(Data provided begins)

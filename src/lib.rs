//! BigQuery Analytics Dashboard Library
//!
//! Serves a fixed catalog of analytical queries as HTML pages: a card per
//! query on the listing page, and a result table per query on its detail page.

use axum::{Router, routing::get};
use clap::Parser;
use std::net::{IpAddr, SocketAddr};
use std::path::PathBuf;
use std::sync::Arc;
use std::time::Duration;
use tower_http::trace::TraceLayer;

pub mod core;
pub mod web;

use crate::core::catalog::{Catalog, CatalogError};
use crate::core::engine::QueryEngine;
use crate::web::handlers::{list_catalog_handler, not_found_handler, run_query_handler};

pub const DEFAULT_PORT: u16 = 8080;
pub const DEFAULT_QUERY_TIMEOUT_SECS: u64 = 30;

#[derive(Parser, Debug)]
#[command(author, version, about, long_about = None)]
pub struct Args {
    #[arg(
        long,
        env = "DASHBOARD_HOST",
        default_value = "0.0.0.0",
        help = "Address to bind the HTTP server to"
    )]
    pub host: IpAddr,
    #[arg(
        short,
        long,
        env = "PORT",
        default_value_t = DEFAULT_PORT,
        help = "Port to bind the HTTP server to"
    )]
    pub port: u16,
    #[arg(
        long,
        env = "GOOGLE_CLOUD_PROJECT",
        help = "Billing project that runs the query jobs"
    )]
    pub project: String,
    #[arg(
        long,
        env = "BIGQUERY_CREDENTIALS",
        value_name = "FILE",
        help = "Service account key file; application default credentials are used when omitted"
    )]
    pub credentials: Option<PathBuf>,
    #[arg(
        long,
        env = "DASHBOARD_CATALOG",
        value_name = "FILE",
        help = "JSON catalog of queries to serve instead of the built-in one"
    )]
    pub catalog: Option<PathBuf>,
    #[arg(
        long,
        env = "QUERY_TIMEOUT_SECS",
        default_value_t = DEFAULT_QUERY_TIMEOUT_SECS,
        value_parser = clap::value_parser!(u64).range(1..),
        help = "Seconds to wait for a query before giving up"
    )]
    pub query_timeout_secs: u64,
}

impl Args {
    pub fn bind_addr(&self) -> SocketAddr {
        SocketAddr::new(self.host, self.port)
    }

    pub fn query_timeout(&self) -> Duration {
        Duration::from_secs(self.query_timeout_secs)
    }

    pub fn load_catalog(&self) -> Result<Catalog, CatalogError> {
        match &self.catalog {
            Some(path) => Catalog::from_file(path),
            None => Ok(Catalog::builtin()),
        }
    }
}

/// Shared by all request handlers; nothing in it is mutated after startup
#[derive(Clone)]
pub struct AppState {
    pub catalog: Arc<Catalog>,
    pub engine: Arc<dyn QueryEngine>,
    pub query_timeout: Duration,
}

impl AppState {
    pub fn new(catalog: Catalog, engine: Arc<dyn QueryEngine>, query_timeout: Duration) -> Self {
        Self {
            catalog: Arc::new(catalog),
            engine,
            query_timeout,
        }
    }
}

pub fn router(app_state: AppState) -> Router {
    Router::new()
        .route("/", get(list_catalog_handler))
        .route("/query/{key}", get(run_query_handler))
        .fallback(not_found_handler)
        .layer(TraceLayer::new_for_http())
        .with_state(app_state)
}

(Data provided ends)
(Data provided begins)

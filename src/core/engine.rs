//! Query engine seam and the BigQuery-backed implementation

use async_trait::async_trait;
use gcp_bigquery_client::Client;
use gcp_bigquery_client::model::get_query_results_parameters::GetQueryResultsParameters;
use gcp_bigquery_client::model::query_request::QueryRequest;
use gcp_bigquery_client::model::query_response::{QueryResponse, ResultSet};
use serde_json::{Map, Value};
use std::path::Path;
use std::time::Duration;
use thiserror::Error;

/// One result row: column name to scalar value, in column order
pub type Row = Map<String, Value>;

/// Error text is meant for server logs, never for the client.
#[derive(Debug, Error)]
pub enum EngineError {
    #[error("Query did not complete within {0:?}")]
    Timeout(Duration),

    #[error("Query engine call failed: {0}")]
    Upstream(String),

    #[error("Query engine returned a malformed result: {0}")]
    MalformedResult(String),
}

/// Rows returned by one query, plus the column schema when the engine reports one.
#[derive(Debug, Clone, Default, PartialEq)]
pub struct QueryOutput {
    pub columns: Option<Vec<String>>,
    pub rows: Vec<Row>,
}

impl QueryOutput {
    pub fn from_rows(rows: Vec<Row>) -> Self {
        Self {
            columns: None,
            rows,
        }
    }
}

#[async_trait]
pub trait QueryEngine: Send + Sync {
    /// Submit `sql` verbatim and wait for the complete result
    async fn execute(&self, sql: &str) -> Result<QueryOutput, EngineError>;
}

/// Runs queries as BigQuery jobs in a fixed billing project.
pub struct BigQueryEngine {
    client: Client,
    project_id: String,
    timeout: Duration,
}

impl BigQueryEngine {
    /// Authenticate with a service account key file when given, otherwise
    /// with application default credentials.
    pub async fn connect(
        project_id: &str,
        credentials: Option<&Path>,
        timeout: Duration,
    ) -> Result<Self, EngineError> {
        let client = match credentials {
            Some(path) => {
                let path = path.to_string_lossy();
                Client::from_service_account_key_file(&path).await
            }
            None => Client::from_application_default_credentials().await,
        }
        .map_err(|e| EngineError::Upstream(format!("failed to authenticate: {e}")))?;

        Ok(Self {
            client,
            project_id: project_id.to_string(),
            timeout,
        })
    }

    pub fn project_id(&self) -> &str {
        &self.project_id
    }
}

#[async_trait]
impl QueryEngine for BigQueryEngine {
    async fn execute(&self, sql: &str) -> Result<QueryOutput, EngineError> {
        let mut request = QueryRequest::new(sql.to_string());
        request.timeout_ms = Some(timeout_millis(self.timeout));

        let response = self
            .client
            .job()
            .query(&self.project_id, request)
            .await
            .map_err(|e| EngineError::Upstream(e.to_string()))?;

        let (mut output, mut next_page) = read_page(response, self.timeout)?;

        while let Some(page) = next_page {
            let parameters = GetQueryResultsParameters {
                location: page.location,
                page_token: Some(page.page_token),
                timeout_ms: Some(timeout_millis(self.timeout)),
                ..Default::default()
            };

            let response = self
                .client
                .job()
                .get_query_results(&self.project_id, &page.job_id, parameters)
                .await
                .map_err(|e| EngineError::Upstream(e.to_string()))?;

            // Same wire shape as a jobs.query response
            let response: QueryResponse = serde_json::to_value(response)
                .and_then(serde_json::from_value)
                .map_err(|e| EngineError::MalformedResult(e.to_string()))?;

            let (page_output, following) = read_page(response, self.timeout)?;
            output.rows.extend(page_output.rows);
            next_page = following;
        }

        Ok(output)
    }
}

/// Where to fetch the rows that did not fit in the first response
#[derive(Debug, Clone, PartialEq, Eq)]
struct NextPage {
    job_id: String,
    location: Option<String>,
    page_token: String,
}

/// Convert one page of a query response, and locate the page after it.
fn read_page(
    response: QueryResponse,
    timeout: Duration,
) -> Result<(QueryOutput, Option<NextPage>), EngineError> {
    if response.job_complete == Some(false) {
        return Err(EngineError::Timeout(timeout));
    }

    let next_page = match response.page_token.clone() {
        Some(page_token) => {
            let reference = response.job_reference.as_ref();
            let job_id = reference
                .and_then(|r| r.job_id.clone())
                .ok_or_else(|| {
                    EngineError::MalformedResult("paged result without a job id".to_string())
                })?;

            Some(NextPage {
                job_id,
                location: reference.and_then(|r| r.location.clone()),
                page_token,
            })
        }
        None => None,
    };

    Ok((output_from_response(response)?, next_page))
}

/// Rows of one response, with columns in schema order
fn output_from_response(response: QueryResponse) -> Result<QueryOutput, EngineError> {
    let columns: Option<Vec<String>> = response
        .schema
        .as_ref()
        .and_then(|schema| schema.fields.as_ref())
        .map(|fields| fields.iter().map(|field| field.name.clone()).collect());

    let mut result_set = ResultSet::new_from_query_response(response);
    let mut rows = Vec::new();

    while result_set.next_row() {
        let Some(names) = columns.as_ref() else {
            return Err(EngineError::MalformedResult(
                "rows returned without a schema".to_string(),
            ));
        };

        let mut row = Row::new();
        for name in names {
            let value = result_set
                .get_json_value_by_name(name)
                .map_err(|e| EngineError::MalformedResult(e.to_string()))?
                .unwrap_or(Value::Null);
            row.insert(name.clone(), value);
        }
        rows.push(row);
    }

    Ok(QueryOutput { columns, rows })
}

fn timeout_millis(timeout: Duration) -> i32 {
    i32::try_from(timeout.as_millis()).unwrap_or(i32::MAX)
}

(Data provided ends)

Task description:
Would you copy, unchanged, the stretch of the records above that begins at the line containing "filename src/lib.rs" and ends at the line containing "pub mod web;", and only that?

Your response:
filename src/lib.rs
//! BigQuery Analytics Dashboard Library
//!
//! Serves a fixed catalog of analytical queries as HTML pages: a card per
//! query on the listing page, and a result table per query on its detail page.

use axum::{Router, routing::get};
use clap::Parser;
use std::net::{IpAddr, SocketAddr};
use std::path::PathBuf;
use std::sync::Arc;
use std::time::Duration;
use tower_http::trace::TraceLayer;

pub mod core;
pub mod web;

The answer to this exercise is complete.